[XviD-devel] Dev-API-4 : Possibility to mark a defined area of
the encoded picture as 'BLACK=0' , to encode BlackBars with absolute minimum
of bitrate ?
Christian HJ Wiesner
chris at matroska.org
Tue Jul 29 12:10:19 CEST 2003
Hi GomGom,
thanks for your reply. Dont forget to visit us by time on
irc.corecodec.com , #matroska , we could even found an anime free #xvid
channel there ;) .... LOL
Edouard Gomez wrote:
>Syskin has better skills in ME than I, but afaik, as soon as a SAD
>comparison is zero, the ME returns and that's all done. This implies not
>so much CPU time for the borders (unless they are not 16px sized in
>height, one MB line will take a bit more of CPU, but it would be the
>case with "bb" hints anyway)
>So i don't think it's worth overbloating user capabilities for gaining a
>few cycles. Let's wait what our expert in ME says, c'mon syskin.
>
>
sysKin replied to me in great detail on IRC, and unfortunately what he
was telling me was not at all motivating, as it seems MPEG4 is not
really suitable to use black bars for the picture. I cant repeat all of
his explanations, as i naturally only understood a small part of it ;-),
but basically it seems that MPEG4 Motion Estimation has a hard time
detecting motion if there is an edge, or even two of them, in the
picture. sysKin mentioned that MPEG4 in theory offers the possibility to
'partition' a picture, but this is neither implemented in XviD nor
planned nor does anybody know anything about that.
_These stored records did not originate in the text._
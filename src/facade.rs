//! Generic heap façade
//!
//! [`Heap`] turns any [`MergeStrategy`] into a full [`PersistentHeap`]:
//!
//! | Operation | Implementation |
//! |-----------|----------------|
//! | `insert`  | strategy insert (merge with a singleton) |
//! | `merge`   | strategy merge |
//! | `find_min`/`delete_min` | strategy minimum, `HeapError::EmptyHeap` when empty |
//! | `of_list` | left fold of `insert`, O(n log n) |
//! | `of_list_tournament` | [`tournament::build`](crate::tournament::build), O(n) |
//!
//! The façade also tracks the element count so `len` is O(1) for every
//! strategy.
//!
//! # Example
//!
//! ```rust
//! use persistent_heaps::{HeapError, PersistentHeap, WeightBiasedHeap};
//!
//! let empty: WeightBiasedHeap<i32> = WeightBiasedHeap::empty();
//! assert_eq!(empty.find_min(), Err(HeapError::EmptyHeap));
//!
//! let heap = empty.insert(3).insert(1);
//! assert_eq!(heap.find_min(), Ok(&1));
//! assert!(empty.is_empty());
//! ```

use std::fmt;

use crate::binomial::BinomialForest;
use crate::leftist::LeftistTree;
use crate::tournament;
use crate::traits::{HeapError, MergeStrategy, PersistentHeap};
use crate::weight_biased::WeightBiasedTree;

/// A persistent heap over any merge strategy
///
/// Cloning is O(1): the clone shares every node with the original.
pub struct Heap<S> {
    tree: S,
    len: usize,
}

/// Rank-based leftist heap
pub type LeftistHeap<T> = Heap<LeftistTree<T>>;

/// Weight-biased leftist heap
pub type WeightBiasedHeap<T> = Heap<WeightBiasedTree<T>>;

/// Binomial heap
pub type BinomialHeap<T> = Heap<BinomialForest<T>>;

impl<S: MergeStrategy> Heap<S> {
    /// Creates a new empty heap
    pub fn new() -> Self {
        Heap {
            tree: S::empty(),
            len: 0,
        }
    }

    /// The underlying tree shape
    pub fn tree(&self) -> &S {
        &self.tree
    }
}

impl<S: MergeStrategy> PersistentHeap for Heap<S> {
    type Elem = S::Elem;

    fn empty() -> Self {
        Self::new()
    }

    fn is_empty(&self) -> bool {
        self.tree.is_empty()
    }

    fn len(&self) -> usize {
        self.len
    }

    fn insert(&self, x: S::Elem) -> Self {
        Heap {
            tree: self.tree.insert(x),
            len: self.len + 1,
        }
    }

    fn merge(&self, other: &Self) -> Self {
        Heap {
            tree: self.tree.merge(&other.tree),
            len: self.len + other.len,
        }
    }

    fn find_min(&self) -> Result<&S::Elem, HeapError> {
        self.tree.min_elem().ok_or(HeapError::EmptyHeap)
    }

    fn delete_min(&self) -> Result<Self, HeapError> {
        let tree = self.tree.remove_min().ok_or(HeapError::EmptyHeap)?;
        Ok(Heap {
            tree,
            len: self.len - 1,
        })
    }

    fn verify_invariants(&self) -> bool {
        self.tree.verify_invariants()
    }

    fn of_list_tournament<I: IntoIterator<Item = S::Elem>>(items: I) -> Self {
        let mut len = 0;
        let tree = tournament::build(items.into_iter().inspect(|_| len += 1));
        Heap { tree, len }
    }
}

impl<S: Clone> Clone for Heap<S> {
    fn clone(&self) -> Self {
        Heap {
            tree: self.tree.clone(),
            len: self.len,
        }
    }
}

impl<S: MergeStrategy> Default for Heap<S> {
    fn default() -> Self {
        Self::new()
    }
}

impl<S: fmt::Debug> fmt::Debug for Heap<S> {
    fn fmt(&self, f: &mut fmt::Formatter<'_>) -> fmt::Result {
        f.debug_struct("Heap")
            .field("len", &self.len)
            .field("tree", &self.tree)
            .finish()
    }
}

impl<S: MergeStrategy> FromIterator<S::Elem> for Heap<S> {
    fn from_iter<I: IntoIterator<Item = S::Elem>>(iter: I) -> Self {
        Self::of_list(iter)
    }
}

impl<S: MergeStrategy> Extend<S::Elem> for Heap<S> {
    fn extend<I: IntoIterator<Item = S::Elem>>(&mut self, iter: I) {
        for x in iter {
            self.push(x);
        }
    }
}

#[cfg(test)]
mod tests {
    use super::*;

    #[test]
    fn test_empty_heap_errors() {
        let heap: LeftistHeap<i32> = LeftistHeap::of_list([]);
        assert!(heap.is_empty());
        assert_eq!(heap.len(), 0);
        assert_eq!(heap.find_min(), Err(HeapError::EmptyHeap));
        assert_eq!(heap.delete_min().err(), Some(HeapError::EmptyHeap));
        assert_eq!(heap.pop_min().err(), Some(HeapError::EmptyHeap));
    }

    #[test]
    fn test_len_tracks_operations() {
        let a = BinomialHeap::of_list([5, 1, 4]);
        let b = BinomialHeap::of_list_tournament([9, 2]);
        assert_eq!(a.len(), 3);
        assert_eq!(b.len(), 2);

        let merged = a.merge(&b);
        assert_eq!(merged.len(), 5);
        assert_eq!(merged.delete_min().unwrap().len(), 4);
        assert_eq!(merged.insert(0).len(), 6);
    }

    #[test]
    fn test_binomial_heap_matches_forest_inserts() {
        let heap = BinomialHeap::of_list([1, 2, 4, 3]);
        let expected = BinomialForest::new().insert(1).insert(2).insert(4).insert(3);
        assert_eq!(heap.tree(), &expected);
        assert_eq!(heap.tree().trees().len(), 1);
    }

    #[test]
    fn test_pop_min_returns_min_and_rest() {
        let heap = WeightBiasedHeap::of_list([3, 1, 2]);
        let (min, rest) = heap.pop_min().unwrap();
        assert_eq!(min, 1);
        assert_eq!(rest.into_sorted_vec(), vec![2, 3]);
        assert_eq!(heap.len(), 3);
    }

    #[test]
    fn test_push_pop_in_place() {
        let mut heap = LeftistHeap::new();
        heap.push(4);
        heap.push(2);
        heap.push(9);
        assert_eq!(heap.pop(), Some(2));
        assert_eq!(heap.pop(), Some(4));
        assert_eq!(heap.pop(), Some(9));
        assert_eq!(heap.pop(), None);
    }

    #[test]
    fn test_from_iterator_and_extend() {
        let mut heap: WeightBiasedHeap<i32> = vec![5, 3, 7].into_iter().collect();
        heap.extend([1, 6]);
        assert_eq!(heap.len(), 5);
        assert!(heap.verify_invariants());
        assert_eq!(heap.into_sorted_vec(), vec![1, 3, 5, 6, 7]);
    }

    #[test]
    fn test_min_elem_is_each_strategys_root() {
        let xs = [6, 2, 9, 2, 5];
        let leftist = LeftistHeap::of_list(xs);
        let weighted = WeightBiasedHeap::of_list(xs);
        let binomial = BinomialHeap::of_list(xs);

        assert_eq!(leftist.tree().min_elem(), leftist.tree().root());
        assert_eq!(weighted.tree().min_elem(), weighted.tree().root());
        let roots = binomial.tree().trees().iter().map(|t| t.root());
        assert_eq!(binomial.tree().min_elem(), roots.min());
        assert_eq!(leftist.find_min(), Ok(&2));
    }

    #[test]
    fn test_clone_shares_structure() {
        let heap = LeftistHeap::of_list(0..100);
        let copy = heap.clone();
        assert!(copy.tree().ptr_eq(heap.tree()));
    }
}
>Concerning the resolutions, i've heard that DVD could use a newer video
>codec in near future. If it's MPEG4, you should stick to their
>recomandation no ?
>
Well, from sysKin's explanation i learned that my considerations are
maybe completely wrong. If its true that MPEG4 cant handle black bars
very well, it makes more than sense that any hardware decoder HAS to
offer much better resizing capabilities to be able to handle various
different resolutions, and also interlaced, than the old MPEG1/2 decoder
chips would have ( that was the main reason why DVD/SVCD/VCD would only
support a couple of resolutions and aspect ratios at the beginning ). I
still feel that its a good idea to leave the normal 1:1 Pixel Aspect
Ratio scenario behind, my latest test encodings have shown that a 560 x
352 anamorphic encoding ( Starwars EP2, 136 mins, VHQ 4, 2 b frames,
dx50 vop, h.263 quant ) was looking much better to my eyes than a
'normal' 696 x 288 encoding with square pixels, while number of pixels
is almost the same for both. No idea if the codec will have a
'preference' for a picture that is more 'square', or if its just the
visual perception of a higher vertical resolution, sysKin or you guys
may answer this better i guess.
Different to MP4, the matroska container allows basically any float to
describe the output AR, but its recommended to describe it as 2
integers, one being the preferred width and the other the height of the
output picture. For the example given above, i would set
w/h = 832/352
in mkvmerge, while 352 x 2,35 = 827,2 , with a remaining aspect error of
about 0.5 %. A software player supporting matroska would resize the
picture to 832 x 352 on playback, thus the full vertical resolution
would be preserved while the horizontal res is stretched accordingly.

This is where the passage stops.